» **Task**
Repeat, please, only the lines from the top of the data down to the line with "status poller and"; include both of those lines.

» **Given records**
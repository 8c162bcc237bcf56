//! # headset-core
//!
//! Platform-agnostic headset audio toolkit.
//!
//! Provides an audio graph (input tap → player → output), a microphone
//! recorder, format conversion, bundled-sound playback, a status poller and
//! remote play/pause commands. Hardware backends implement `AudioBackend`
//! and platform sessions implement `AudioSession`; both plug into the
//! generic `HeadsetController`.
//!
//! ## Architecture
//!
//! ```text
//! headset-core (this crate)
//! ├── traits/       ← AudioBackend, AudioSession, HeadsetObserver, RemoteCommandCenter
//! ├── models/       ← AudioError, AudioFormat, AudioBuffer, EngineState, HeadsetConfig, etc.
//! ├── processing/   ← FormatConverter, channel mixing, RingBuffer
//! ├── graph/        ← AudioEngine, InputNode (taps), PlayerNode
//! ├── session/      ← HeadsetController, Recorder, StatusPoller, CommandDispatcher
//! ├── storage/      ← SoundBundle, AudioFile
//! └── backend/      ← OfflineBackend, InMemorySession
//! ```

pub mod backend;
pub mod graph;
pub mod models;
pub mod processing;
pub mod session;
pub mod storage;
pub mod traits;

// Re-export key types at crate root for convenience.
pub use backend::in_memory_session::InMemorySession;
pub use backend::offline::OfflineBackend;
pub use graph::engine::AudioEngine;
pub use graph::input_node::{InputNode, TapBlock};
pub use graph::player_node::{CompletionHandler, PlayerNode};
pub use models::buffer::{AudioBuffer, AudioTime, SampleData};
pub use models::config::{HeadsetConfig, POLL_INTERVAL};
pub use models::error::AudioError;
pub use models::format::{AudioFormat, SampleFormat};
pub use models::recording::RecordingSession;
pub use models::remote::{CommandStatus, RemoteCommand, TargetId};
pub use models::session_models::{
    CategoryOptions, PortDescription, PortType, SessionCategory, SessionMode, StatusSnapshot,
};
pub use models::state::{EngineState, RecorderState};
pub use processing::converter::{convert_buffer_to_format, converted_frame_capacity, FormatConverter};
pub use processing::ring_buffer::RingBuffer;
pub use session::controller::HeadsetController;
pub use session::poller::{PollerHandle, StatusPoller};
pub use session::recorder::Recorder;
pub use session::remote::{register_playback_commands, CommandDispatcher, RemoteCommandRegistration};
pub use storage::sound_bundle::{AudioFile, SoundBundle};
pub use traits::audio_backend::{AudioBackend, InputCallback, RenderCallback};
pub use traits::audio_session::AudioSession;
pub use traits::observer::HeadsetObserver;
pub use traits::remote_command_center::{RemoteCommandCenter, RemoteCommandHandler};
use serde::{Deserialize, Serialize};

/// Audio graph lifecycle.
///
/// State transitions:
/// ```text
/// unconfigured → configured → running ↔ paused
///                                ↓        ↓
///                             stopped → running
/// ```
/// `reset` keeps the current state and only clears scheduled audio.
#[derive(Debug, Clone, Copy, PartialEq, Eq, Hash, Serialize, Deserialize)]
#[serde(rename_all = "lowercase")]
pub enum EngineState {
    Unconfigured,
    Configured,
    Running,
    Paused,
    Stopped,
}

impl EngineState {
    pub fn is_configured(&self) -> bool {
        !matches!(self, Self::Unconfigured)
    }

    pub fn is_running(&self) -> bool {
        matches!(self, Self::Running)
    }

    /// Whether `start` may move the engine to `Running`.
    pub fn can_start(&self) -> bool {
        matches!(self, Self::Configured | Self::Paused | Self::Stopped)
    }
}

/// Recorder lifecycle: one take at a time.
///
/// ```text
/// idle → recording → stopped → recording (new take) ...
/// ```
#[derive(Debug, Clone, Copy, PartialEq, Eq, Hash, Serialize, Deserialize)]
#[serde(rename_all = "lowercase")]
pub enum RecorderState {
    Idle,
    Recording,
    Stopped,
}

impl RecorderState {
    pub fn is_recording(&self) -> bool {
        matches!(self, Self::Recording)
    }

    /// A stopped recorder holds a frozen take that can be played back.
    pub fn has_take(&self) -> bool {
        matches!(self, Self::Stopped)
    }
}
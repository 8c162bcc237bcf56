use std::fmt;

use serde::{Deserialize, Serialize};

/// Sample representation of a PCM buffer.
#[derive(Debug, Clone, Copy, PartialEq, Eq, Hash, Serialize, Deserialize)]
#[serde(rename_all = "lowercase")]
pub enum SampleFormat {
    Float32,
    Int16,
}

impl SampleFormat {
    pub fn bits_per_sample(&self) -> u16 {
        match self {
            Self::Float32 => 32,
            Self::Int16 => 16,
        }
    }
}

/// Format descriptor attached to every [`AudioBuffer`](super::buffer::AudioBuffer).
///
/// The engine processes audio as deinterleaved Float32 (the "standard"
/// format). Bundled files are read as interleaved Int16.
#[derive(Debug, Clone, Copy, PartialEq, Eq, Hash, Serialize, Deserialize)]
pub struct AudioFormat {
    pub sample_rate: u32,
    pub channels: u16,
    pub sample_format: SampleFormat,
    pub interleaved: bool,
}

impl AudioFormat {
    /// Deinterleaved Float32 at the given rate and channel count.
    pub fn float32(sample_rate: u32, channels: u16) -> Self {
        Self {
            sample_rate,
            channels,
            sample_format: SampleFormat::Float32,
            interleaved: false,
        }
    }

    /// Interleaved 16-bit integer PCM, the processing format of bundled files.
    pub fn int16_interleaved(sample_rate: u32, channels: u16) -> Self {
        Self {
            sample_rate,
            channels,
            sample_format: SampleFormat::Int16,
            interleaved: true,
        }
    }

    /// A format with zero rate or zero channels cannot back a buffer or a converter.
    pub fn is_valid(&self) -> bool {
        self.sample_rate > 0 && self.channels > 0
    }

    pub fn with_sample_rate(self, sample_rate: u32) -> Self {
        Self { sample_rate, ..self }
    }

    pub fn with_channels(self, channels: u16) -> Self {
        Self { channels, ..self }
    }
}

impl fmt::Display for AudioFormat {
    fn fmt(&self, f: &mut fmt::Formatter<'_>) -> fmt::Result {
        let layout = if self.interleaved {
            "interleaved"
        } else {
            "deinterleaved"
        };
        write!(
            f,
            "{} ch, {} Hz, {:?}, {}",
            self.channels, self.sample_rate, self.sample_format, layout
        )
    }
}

» **Answer to the problem**
repository 8c162bcc237bcf56
//! # headset-core
//!
//! Platform-agnostic headset audio toolkit.
//!
//! Provides an audio graph (input tap → player → output), a microphone
//! recorder, format conversion, bundled-sound playback, a status poller and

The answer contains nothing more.